_What to produce_
Nothing in the records may be left out or altered; reproduce them all exactly.

=== Section Start ===

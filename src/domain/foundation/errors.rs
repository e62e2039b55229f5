//! Error types for the domain layer.

use thiserror::Error;

/// Errors that occur during value object construction.
#[derive(Debug, Clone, Error)]
pub enum ValidationError {
    #[error("Field '{field}' cannot be empty")]
    EmptyField { field: String },

    #[error("Unknown emotion name: '{name}'")]
    UnknownEmotion { name: String },
}

impl ValidationError {
    /// Creates an empty field validation error.
    pub fn empty_field(field: impl Into<String>) -> Self {
        ValidationError::EmptyField { field: field.into() }
    }

    /// Creates an unknown emotion validation error.
    pub fn unknown_emotion(name: impl Into<String>) -> Self {
        ValidationError::UnknownEmotion { name: name.into() }
    }
}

=== Section End ===

_Expected output_
filename src/domain/foundation/errors.rs
repository e62e2039b55229f5
//! Error types for the domain layer.

use thiserror::Error;

/// Errors that occur during value object construction.
#[derive(Debug, Clone, Error)]
pub enum ValidationError {
    #[error("Field '{field}' cannot be empty")]
    EmptyField { field: String },

    #[error("Unknown emotion name: '{name}'")]
    UnknownEmotion { name: String },
}

impl ValidationError {
    /// Creates an empty field validation error.
    pub fn empty_field(field: impl Into<String>) -> Self {
        ValidationError::EmptyField { field: field.into() }
    }

    /// Creates an unknown emotion validation error.
    pub fn unknown_emotion(name: impl Into<String>) -> Self {
        ValidationError::UnknownEmotion { name: name.into() }
    }
}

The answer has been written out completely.